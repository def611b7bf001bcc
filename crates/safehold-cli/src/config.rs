//! Configuration file support for the safehold CLI.
//!
//! Configuration is read from `$SAFEHOLD_CONFIG_DIR/config.toml` when that
//! variable is set, otherwise from `~/.config/safehold/config.toml`.
//!
//! # Example configuration
//!
//! ```toml
//! [vault]
//! name = "personal"
//! sites_file = "/home/user/.local/share/safehold/sites.bin"
//!
//! [kdf]
//! iterations = 600000
//! ```

use std::path::{Path, PathBuf};

use anyhow::{Context, Result, anyhow};
use serde::{Deserialize, Serialize};

use safehold_core::crypto::{HashAlgorithm, KdfParams};

/// Vault name used when the configuration names none.
pub const DEFAULT_VAULT_NAME: &str = "personal";

#[derive(Debug, Default, Deserialize, Serialize)]
pub struct Config {
    #[serde(default)]
    pub vault: VaultSection,

    #[serde(default)]
    pub kdf: KdfSection,
}

#[derive(Debug, Default, Deserialize, Serialize)]
pub struct VaultSection {
    /// Where the encrypted site list is kept
    pub sites_file: Option<PathBuf>,

    /// Name given to a newly created vault
    pub name: Option<String>,
}

#[derive(Debug, Default, Deserialize, Serialize)]
pub struct KdfSection {
    /// PBKDF2 iteration count; `SAFEHOLD_FAST_KDF` still applies when unset
    pub iterations: Option<u32>,
}

impl Config {
    /// Load configuration from `path`, or from the default location.
    ///
    /// A missing file at the default location yields the empty
    /// configuration; an explicitly named file must exist.
    pub fn load(path: Option<&Path>) -> Result<Self> {
        let (path, explicit) = match path {
            Some(p) => (p.to_path_buf(), true),
            None => (config_path()?, false),
        };

        if !explicit && !path.exists() {
            return Ok(Config::default());
        }

        let content = std::fs::read_to_string(&path)
            .with_context(|| format!("Failed to read config file: {}", path.display()))?;

        let config: Config = toml::from_str(&content)
            .with_context(|| format!("Failed to parse config file: {}", path.display()))?;

        Ok(config)
    }

    pub fn vault_name(&self) -> &str {
        self.vault.name.as_deref().unwrap_or(DEFAULT_VAULT_NAME)
    }

    /// The site list path: the command-line override, then the config, then
    /// the platform data directory.
    pub fn sites_file(&self, overridden: Option<&Path>) -> Result<PathBuf> {
        if let Some(path) = overridden {
            return Ok(path.to_path_buf());
        }
        if let Some(path) = &self.vault.sites_file {
            return Ok(path.clone());
        }
        let base_dirs =
            directories::BaseDirs::new().ok_or_else(|| anyhow!("Could not determine home directory"))?;
        Ok(base_dirs.data_dir().join("safehold").join("sites.bin"))
    }

    pub fn kdf_params(&self) -> Result<KdfParams> {
        match self.kdf.iterations {
            Some(iterations) => KdfParams::new(HashAlgorithm::default(), iterations)
                .context("Invalid [kdf] section in config file"),
            None => Ok(KdfParams::default()),
        }
    }
}

/// Get the path to the configuration file.
pub fn config_path() -> Result<PathBuf> {
    if let Some(dir) = std::env::var_os("SAFEHOLD_CONFIG_DIR") {
        return Ok(PathBuf::from(dir).join("config.toml"));
    }

    let base_dirs =
        directories::BaseDirs::new().ok_or_else(|| anyhow!("Could not determine home directory"))?;
    Ok(base_dirs.config_dir().join("safehold").join("config.toml"))
}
* * * *
Brief. Filter the entries and copy each line with "display".

Exercise answer.
            .with_context(|| format!("Failed to read config file: {}", path.display()))?;
            .with_context(|| format!("Failed to parse config file: {}", path.display()))?;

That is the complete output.